In this example, the amount of heat released by the oxidation reaction is
reduced by exactly the amount of energy MBoC6 m2.57/2.33 stored in the energy-rich covalent bonds
of the activated carrier molecule. And the activated carrier molecule picks up a
packet of energy of a size sufficient to power a chemical reaction elsewhere in the
cell.
ATP Is the Most Widely Used Activated Carrier Molecule
The most important and versatile of the activated carriers in cells is ATP (adenosine
triphosphate).

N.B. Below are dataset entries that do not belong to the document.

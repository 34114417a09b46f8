//! Errors surfaced by lifecycle operations.

use thiserror::Error;

use crate::config::ConfigError;
use crate::keys::KeyError;
use crate::wait::WaitError;

/// Errors surfaced while bringing an instance up or tearing it down.
#[derive(Debug, Error)]
pub enum DeployerError<ProviderError>
where
    ProviderError: std::error::Error + 'static,
{
    /// Raised when configuration is incomplete, before any remote call.
    #[error(transparent)]
    Config(#[from] ConfigError),
    /// Raised when the run's key pair cannot be generated or written.
    #[error("credential setup failed: {0}")]
    Credentials(#[from] KeyError),
    /// Raised when a provider call fails in a way the operation cannot absorb.
    #[error("failed to {operation}: {source}")]
    Provider {
        /// Short description of the call, for example `launch instance`.
        operation: &'static str,
        /// Provider-specific error.
        #[source]
        source: ProviderError,
    },
    /// Raised when the launched instance never reports an address.
    #[error("timed out waiting for instance {instance_id} IP after {attempts} attempts")]
    AddressTimeout {
        /// Launched instance identifier.
        instance_id: String,
        /// Attempts made.
        attempts: u32,
    },
    /// Raised when the instance has an address but never accepts SSH.
    #[error("timed out waiting for SSH on {address} after {attempts} attempts")]
    SshTimeout {
        /// Address that was probed.
        address: String,
        /// Attempts made.
        attempts: u32,
    },
    /// Raised when a wait is cancelled or its deadline passes.
    #[error("{phase} wait interrupted: {source}")]
    Interrupted {
        /// Which wait was interrupted.
        phase: &'static str,
        /// Cancellation or deadline cause.
        #[source]
        source: WaitError,
    },
    /// Raised by host operations this deployer does not implement.
    #[error("{0} is not supported by the Lambda AI deployer")]
    Unsupported(&'static str),
}
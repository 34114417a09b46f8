//! Binary entry point for the `kubetest2-lambda` deployer.

mod cli;

use std::io::{self, Write};
use std::process;

use clap::Parser;
use thiserror::Error;
use tracing::warn;
use tracing_subscriber::EnvFilter;

use kubetest2_lambda::{
    ConfigError, ConfigOverrides, Deployer, DeployerConfig, DeployerError, LambdaClient,
    LambdaDeployer, LambdaError, SshCommandProbe, WaitContext, cancellation,
};

use cli::{Cli, DeployerFlags};

#[derive(Debug, Error)]
enum CliError {
    #[error("configuration error: {0}")]
    Config(#[from] ConfigError),
    #[error("failed to create Lambda AI client: {0}")]
    Client(#[source] LambdaError),
    #[error(transparent)]
    Deployer(#[from] DeployerError<LambdaError>),
}

/// Lifecycle actions requested on the command line.
#[derive(Clone, Copy, Debug, Default, Eq, PartialEq)]
struct Actions {
    build: bool,
    up: bool,
    is_up: bool,
    down: bool,
    kubeconfig: bool,
}

impl From<&Cli> for Actions {
    fn from(cli: &Cli) -> Self {
        Self {
            build: cli.build,
            up: cli.up,
            is_up: cli.is_up,
            down: cli.down,
            kubeconfig: cli.kubeconfig,
        }
    }
}

#[tokio::main]
async fn main() {
    init_tracing();
    let cli = Cli::parse();
    let exit_code = match dispatch(cli).await {
        Ok(()) => 0,
        Err(err) => {
            report_error(&err);
            1
        }
    };

    process::exit(exit_code);
}

fn init_tracing() {
    tracing_subscriber::fmt()
        .with_env_filter(
            EnvFilter::try_from_default_env().unwrap_or_else(|_| EnvFilter::new("info")),
        )
        .with_writer(io::stderr)
        .init();
}

async fn dispatch(cli: Cli) -> Result<(), CliError> {
    let actions = Actions::from(&cli);
    let config = DeployerConfig::load_without_cli_args()?.with_overrides(overrides(cli.flags));
    let client = LambdaClient::new(config.api_key.clone()).map_err(CliError::Client)?;

    let (handle, token) = cancellation();
    tokio::spawn(async move {
        if tokio::signal::ctrl_c().await.is_ok() {
            warn!("interrupt received, abandoning readiness waits");
            handle.cancel();
        }
    });

    let mut deployer = LambdaDeployer::new(config, client, SshCommandProbe::with_process_runner())
        .with_wait_context(WaitContext::new(token));
    run_actions(&mut deployer, actions, io::stdout()).await?;
    Ok(())
}

fn overrides(flags: DeployerFlags) -> ConfigOverrides {
    ConfigOverrides {
        instance_name: flags.instance_name,
        region: flags.region,
        instance_type: flags.instance_type,
        image: flags.image,
        ssh_key: flags.ssh_key,
        ssh_user: flags.ssh_user,
        api_key: flags.api_key,
    }
}

/// Runs the requested actions in harness order: kubeconfig, build, up,
/// is-up, down. Teardown runs even when `up` fails, and the first error wins.
async fn run_actions<D: Deployer>(
    deployer: &mut D,
    actions: Actions,
    mut out: impl Write,
) -> Result<(), D::Error> {
    if actions.kubeconfig {
        let path = deployer.kubeconfig()?;
        writeln!(out, "{path}").ok();
    }
    if actions.build {
        deployer.build()?;
    }

    let mut outcome = if actions.up {
        deployer.up().await
    } else {
        Ok(())
    };

    if outcome.is_ok() && actions.is_up {
        outcome = deployer.is_up().await.map(|up| {
            writeln!(out, "{up}").ok();
        });
    }

    if actions.down {
        let teardown = deployer.down().await;
        outcome = outcome.and(teardown);
    }

    outcome
}

fn report_error(err: &CliError) {
    write_error(io::stderr(), err);
}

fn write_error(mut target: impl Write, err: &CliError) {
    writeln!(target, "{err}").ok();
}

Just as the energy stored in the raised bucket of water in
Figure 2–32B can drive a wide variety of hydraulic machines, ATP is a convenient
and versatile store, or currency, of energy used to drive a variety of chemical reactions
in cells. ATP is synthesized in an energetically unfavorable phosphorylation
reaction in which a phosphate group is added to ADP (adenosine diphosphate).

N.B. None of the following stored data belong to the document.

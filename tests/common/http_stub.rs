//! Minimal scripted HTTP/1.1 server for exercising the Lambda Cloud client.
//!
//! Each scripted response is served on its own connection, in order, and the
//! request that triggered it is recorded for assertions.

use std::sync::{Arc, Mutex, PoisonError};

use tokio::io::{AsyncReadExt, AsyncWriteExt};
use tokio::net::{TcpListener, TcpStream};
use tokio::task::JoinHandle;

/// Request observed by the stub.
#[derive(Clone, Debug)]
pub struct RecordedRequest {
    pub method: String,
    pub path: String,
    pub headers: Vec<(String, String)>,
    pub body: String,
}

impl RecordedRequest {
    pub fn header(&self, name: &str) -> Option<&str> {
        self.headers
            .iter()
            .find(|(key, _)| key.eq_ignore_ascii_case(name))
            .map(|(_, value)| value.as_str())
    }

    pub fn json(&self) -> serde_json::Value {
        serde_json::from_str(&self.body)
            .unwrap_or_else(|err| panic!("request body is not JSON ({err}): {}", self.body))
    }
}

/// Canned response.
#[derive(Clone, Debug)]
pub struct StubResponse {
    status: u16,
    reason: &'static str,
    body: String,
}

impl StubResponse {
    pub fn ok(body: &str) -> Self {
        Self {
            status: 200,
            reason: "OK",
            body: body.to_owned(),
        }
    }

    pub fn status(status: u16, reason: &'static str, body: &str) -> Self {
        Self {
            status,
            reason,
            body: body.to_owned(),
        }
    }
}

pub struct HttpStub {
    base_url: String,
    requests: Arc<Mutex<Vec<RecordedRequest>>>,
    task: JoinHandle<()>,
}

impl HttpStub {
    pub async fn start(responses: Vec<StubResponse>) -> Self {
        let listener = TcpListener::bind("127.0.0.1:0")
            .await
            .unwrap_or_else(|err| panic!("bind stub: {err}"));
        let addr = listener
            .local_addr()
            .unwrap_or_else(|err| panic!("stub address: {err}"));
        let requests = Arc::new(Mutex::new(Vec::new()));
        let recorded = Arc::clone(&requests);

        let task = tokio::spawn(async move {
            for response in responses {
                let Ok((stream, _)) = listener.accept().await else {
                    return;
                };
                if let Some(request) = serve(stream, &response).await {
                    recorded
                        .lock()
                        .unwrap_or_else(PoisonError::into_inner)
                        .push(request);
                }
            }
        });

        Self {
            base_url: format!("http://{addr}/api/v1"),
            requests,
            task,
        }
    }

    pub fn base_url(&self) -> &str {
        &self.base_url
    }

    pub fn requests(&self) -> Vec<RecordedRequest> {
        self.requests
            .lock()
            .unwrap_or_else(PoisonError::into_inner)
            .clone()
    }
}

impl Drop for HttpStub {
    fn drop(&mut self) {
        self.task.abort();
    }
}

async fn serve(mut stream: TcpStream, response: &StubResponse) -> Option<RecordedRequest> {
    let request = read_request(&mut stream).await?;
    let reply = format!(
        "HTTP/1.1 {} {}\r\nContent-Type: application/json\r\nContent-Length: {}\r\nConnection: close\r\n\r\n{}",
        response.status,
        response.reason,
        response.body.len(),
        response.body
    );
    stream.write_all(reply.as_bytes()).await.ok()?;
    stream.shutdown().await.ok()?;
    Some(request)
}

async fn read_request(stream: &mut TcpStream) -> Option<RecordedRequest> {
    let mut buffer = Vec::new();
    let mut chunk = [0_u8; 4096];
    let header_end = loop {
        let read = stream.read(&mut chunk).await.ok()?;
        if read == 0 {
            return None;
        }
        buffer.extend_from_slice(chunk.get(..read)?);
        if let Some(pos) = find_subslice(&buffer, b"\r\n\r\n") {
            break pos;
        }
    };

    let head = String::from_utf8_lossy(buffer.get(..header_end)?).into_owned();
    let mut lines = head.split("\r\n");
    let mut request_line = lines.next()?.split_whitespace();
    let method = request_line.next()?.to_owned();
    let path = request_line.next()?.to_owned();
    let headers: Vec<(String, String)> = lines
        .filter_map(|line| line.split_once(':'))
        .map(|(key, value)| (key.trim().to_owned(), value.trim().to_owned()))
        .collect();

    let content_length = headers
        .iter()
        .find(|(key, _)| key.eq_ignore_ascii_case("content-length"))
        .and_then(|(_, value)| value.parse::<usize>().ok())
        .unwrap_or(0);
    let body_start = header_end + 4;
    while buffer.len() < body_start + content_length {
        let read = stream.read(&mut chunk).await.ok()?;
        if read == 0 {
            break;
        }
        buffer.extend_from_slice(chunk.get(..read)?);
    }
    let body = String::from_utf8_lossy(buffer.get(body_start..)?).into_owned();

    Some(RecordedRequest {
        method,
        path,
        headers,
        body,
    })
}

fn find_subslice(haystack: &[u8], needle: &[u8]) -> Option<usize> {
    haystack
        .windows(needle.len())
        .position(|window| window == needle)
}
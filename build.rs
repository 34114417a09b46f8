//! Renders the `kubetest2-lambda(1)` manual page at build time.
//!
//! The page is generated from the same clap definitions the binary parses,
//! so flag documentation cannot drift from behaviour. It lands in `OUT_DIR`
//! for packaging to pick up.

use std::env;
use std::fs;
use std::io::{self, Write};
use std::path::PathBuf;

use clap::CommandFactory;
use clap_mangen::Man;

#[path = "src/cli/mod.rs"]
mod cli;

const MAN_PAGE: &str = "kubetest2-lambda.1";

fn main() -> Result<(), Box<dyn std::error::Error>> {
    let mut cargo = io::stdout().lock();
    for watched in ["build.rs", "src/cli/mod.rs"] {
        writeln!(cargo, "cargo:rerun-if-changed={watched}")?;
    }

    let out_dir = env::var_os("OUT_DIR")
        .map(PathBuf::from)
        .ok_or_else(|| io::Error::new(io::ErrorKind::NotFound, "OUT_DIR is unset"))?;

    let mut page = Vec::new();
    Man::new(cli::Cli::command()).render(&mut page)?;
    fs::write(out_dir.join(MAN_PAGE), page)?;

    Ok(())
}
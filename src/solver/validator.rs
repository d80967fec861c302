//! Checks every choice the explorer makes against the constraints that are
//! active on the current path.
//!
//! The validator owns the [`SearchState`]. Applying a choice either extends
//! the state (assigning the variable, activating dependencies and opening
//! new goals) or fails with a [`Rejection`] that carries the conflict set of
//! the failure. A rejected choice may leave partial changes behind, the
//! explorer always resets the state to the mark it took before the choice.

use ahash::{HashMap, HashSet};

use crate::{
    conflict::{ConflictSet, FailReason},
    error::InternalError,
    internal::id::VariableId,
    package::{ChoiceRule, CondTree, Condition, Dependency, DependencyKind, Instance, Stanza},
    qualified::{Choice, QualifiedName, Variable},
    request::UserConstraint,
    solver::{
        cache::SolverCache,
        condition, linking,
        state::{ActiveRange, Edge, OpenGoal, PackageValue, SearchState},
        variable_map::VariableMap,
    },
    FlagId, PackageIndex, SolvableId,
};

/// A choice that is inconsistent with the current path.
#[derive(Debug, Clone)]
pub(crate) struct Rejection {
    pub reason: FailReason,
    pub conflict: ConflictSet,
}

/// The ways applying a choice can fail.
#[derive(Debug)]
pub(crate) enum Failure {
    Rejected(Rejection),
    Internal(InternalError),
}

impl From<InternalError> for Failure {
    fn from(value: InternalError) -> Self {
        Failure::Internal(value)
    }
}

impl From<Rejection> for Failure {
    fn from(value: Rejection) -> Self {
        Failure::Rejected(value)
    }
}

fn reject(reason: FailReason, conflict: ConflictSet) -> Failure {
    Failure::Rejected(Rejection { reason, conflict })
}

/// How a dependency tree is walked.
#[derive(Copy, Clone)]
enum Walk {
    /// Activate every dependency whose conditions are decided.
    Fresh,
    /// The flag was just decided. Only activate the parts of the tree that
    /// became decided because of it.
    FlagDecided(FlagId),
}

pub(crate) struct Validator<'c, 'p, D: PackageIndex> {
    cache: &'c SolverCache<'p, D>,
    variables: VariableMap,
    state: SearchState,
}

When required, ATP gives up its energy packet through its energetically favorable
hydrolysis to ADP and inorganic phosphate (Figure 2–33). The regenerated ADP
is then available to be used for another round of the phosphorylation reaction that
forms ATP.
The energetically favorable reaction of ATP hydrolysis is coupled to many otherwise
unfavorable reactions through which other molecules are synthesized.

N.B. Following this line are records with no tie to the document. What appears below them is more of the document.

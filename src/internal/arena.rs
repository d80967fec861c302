use std::{
    fmt::{Debug, Formatter},
    marker::PhantomData,
    ops::{Index, IndexMut},
};

/// An `Arena<TId, TValue>` holds a collection of `TValue`s that can be
/// addressed by `TId`s. Values are never removed, so an id handed out by the
/// arena stays valid for the lifetime of the arena.
pub struct Arena<TId: ArenaId, TValue> {
    data: Vec<TValue>,
    phantom: PhantomData<TId>,
}

impl<TId: ArenaId, TValue> Default for Arena<TId, TValue> {
    fn default() -> Self {
        Self::new()
    }
}

impl<TId: ArenaId, TValue: Clone> Clone for Arena<TId, TValue> {
    fn clone(&self) -> Self {
        Self {
            data: self.data.clone(),
            phantom: PhantomData,
        }
    }
}

impl<TId: ArenaId, TValue: Debug> Debug for Arena<TId, TValue> {
    fn fmt(&self, f: &mut Formatter<'_>) -> std::fmt::Result {
        f.debug_list().entries(self.data.iter()).finish()
    }
}

impl<TId: ArenaId, TValue> Arena<TId, TValue> {
    /// Constructs a new, empty arena.
    pub fn new() -> Self {
        Self {
            data: Vec::new(),
            phantom: PhantomData,
        }
    }

    /// Allocates a new value in the arena and returns its id.
    pub fn alloc(&mut self, value: TValue) -> TId {
        let id = TId::from_usize(self.data.len());
        self.data.push(value);
        id
    }

    /// Returns the number of values stored in the arena.
    pub fn len(&self) -> usize {
        self.data.len()
    }

    /// Returns true if nothing has been allocated yet.
    pub fn is_empty(&self) -> bool {
        self.data.is_empty()
    }

    /// Iterates over all values together with their ids, in allocation
    /// order.
    pub fn iter(&self) -> impl DoubleEndedIterator<Item = (TId, &TValue)> + '_ {
        self.data
            .iter()
            .enumerate()
            .map(|(idx, value)| (TId::from_usize(idx), value))
    }
}

impl<TId: ArenaId, TValue> Index<TId> for Arena<TId, TValue> {
    type Output = TValue;

    fn index(&self, index: TId) -> &Self::Output {
        &self.data[index.to_usize()]
    }
}

impl<TId: ArenaId, TValue> IndexMut<TId> for Arena<TId, TValue> {
    fn index_mut(&mut self, index: TId) -> &mut Self::Output {
        &mut self.data[index.to_usize()]
    }
}

/// A trait indicating that the type can be transformed to `usize` and back
pub trait ArenaId {
    /// Converts a `usize` into the id.
    fn from_usize(x: usize) -> Self;

    /// Converts the id into a `usize`.
    fn to_usize(self) -> usize;
}

#[cfg(test)]
mod tests {
    use super::*;
    use crate::NameId;

    #[test]
    fn test_alloc_and_index() {
        let mut arena = Arena::<NameId, &str>::new();
        let a = arena.alloc("a");
        let b = arena.alloc("b");
        assert_eq!(arena[a], "a");
        assert_eq!(arena[b], "b");
        assert_eq!(arena.len(), 2);
        assert_eq!(
            arena.iter().map(|(_, v)| *v).collect::<Vec<_>>(),
            vec!["a", "b"]
        );
    }
}
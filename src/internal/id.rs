use std::fmt::{Display, Formatter};

use crate::{internal::arena::ArenaId, Interner};

/// The id associated to a package name
#[repr(transparent)]
#[derive(Debug, Copy, Clone, PartialEq, Eq, Hash, Ord, PartialOrd)]
#[cfg_attr(feature = "serde", derive(serde::Serialize, serde::Deserialize))]
#[cfg_attr(feature = "serde", serde(transparent))]
pub struct NameId(pub u32);

impl ArenaId for NameId {
    fn from_usize(x: usize) -> Self {
        Self(x as u32)
    }

    fn to_usize(self) -> usize {
        self.0 as usize
    }
}

impl NameId {
    /// Returns an object that can be used to format the name.
    pub fn display<I: Interner>(self, interner: &I) -> impl Display + '_ {
        interner.display_name(self)
    }
}

/// The id associated with a flag name. Flag names are interned globally, the
/// package a flag belongs to is part of the variable that refers to it.
#[repr(transparent)]
#[derive(Debug, Copy, Clone, PartialEq, Eq, Hash, Ord, PartialOrd)]
#[cfg_attr(feature = "serde", derive(serde::Serialize, serde::Deserialize))]
#[cfg_attr(feature = "serde", serde(transparent))]
pub struct FlagId(pub u32);

impl ArenaId for FlagId {
    fn from_usize(x: usize) -> Self {
        Self(x as u32)
    }

    fn to_usize(self) -> usize {
        self.0 as usize
    }
}

/// The id associated to a solvable, e.g. a single installed or buildable
/// instance of a package.
#[repr(transparent)]
#[derive(Copy, Clone, Eq, PartialEq, Hash, Debug, Ord, PartialOrd)]
#[cfg_attr(feature = "serde", derive(serde::Serialize, serde::Deserialize))]
#[cfg_attr(feature = "serde", serde(transparent))]
pub struct SolvableId(pub u32);

impl ArenaId for SolvableId {
    fn from_usize(x: usize) -> Self {
        Self(x as u32)
    }

    fn to_usize(self) -> usize {
        self.0 as usize
    }
}

impl From<SolvableId> for u32 {
    fn from(value: SolvableId) -> Self {
        value.0
    }
}

impl SolvableId {
    /// Returns an object that can be used to format the solvable.
    pub fn display<I: Interner>(self, interner: &I) -> impl Display + '_ {
        DisplaySolvable {
            interner,
            id: self,
        }
    }
}

struct DisplaySolvable<'i, I: Interner> {
    interner: &'i I,
    id: SolvableId,
}

impl<I: Interner> Display for DisplaySolvable<'_, I> {
    fn fmt(&self, f: &mut Formatter<'_>) -> std::fmt::Result {
        write!(f, "{}", self.interner.display_solvable(self.id))
    }
}

/// The id of an interned solver variable. Ids are only meaningful within a
/// single solve.
#[repr(transparent)]
#[derive(Copy, Clone, Eq, PartialEq, Hash, Debug, Ord, PartialOrd)]
pub(crate) struct VariableId(u32);

impl ArenaId for VariableId {
    fn from_usize(x: usize) -> Self {
        Self(x as u32)
    }

    fn to_usize(self) -> usize {
        self.0 as usize
    }
}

Many of these coupled reactions involve the transfer of the terminal phosphate in
ATP to another molecule, as illustrated by the phosphorylation reaction in Figure
2–34.
As the most abundant activated carrier in cells, ATP is the principle energy
currency. To give just two examples, it supplies energy for many of the pumps
that transport substances into and out of the cell (discussed in Chapter 11), and it
powers the molecular motors that enable muscle cells to contract and nerve cells
to transport materials from one end of their long axons to another (discussed in
Chapter 16).
Energy Stored in ATP Is Often Harnessed to Join Two Molecules
Together
We have previously discussed one way in which an energetically favorable reaction
can be coupled to an energetically unfavorable reaction, X → Y, so as to
enable it to occur. In that scheme, a second enzyme catalyzes the energetically
favorable reaction Y → Z, pulling all of the X to Y in the process. But when the
required product is Y and not Z, this mechanism is not useful.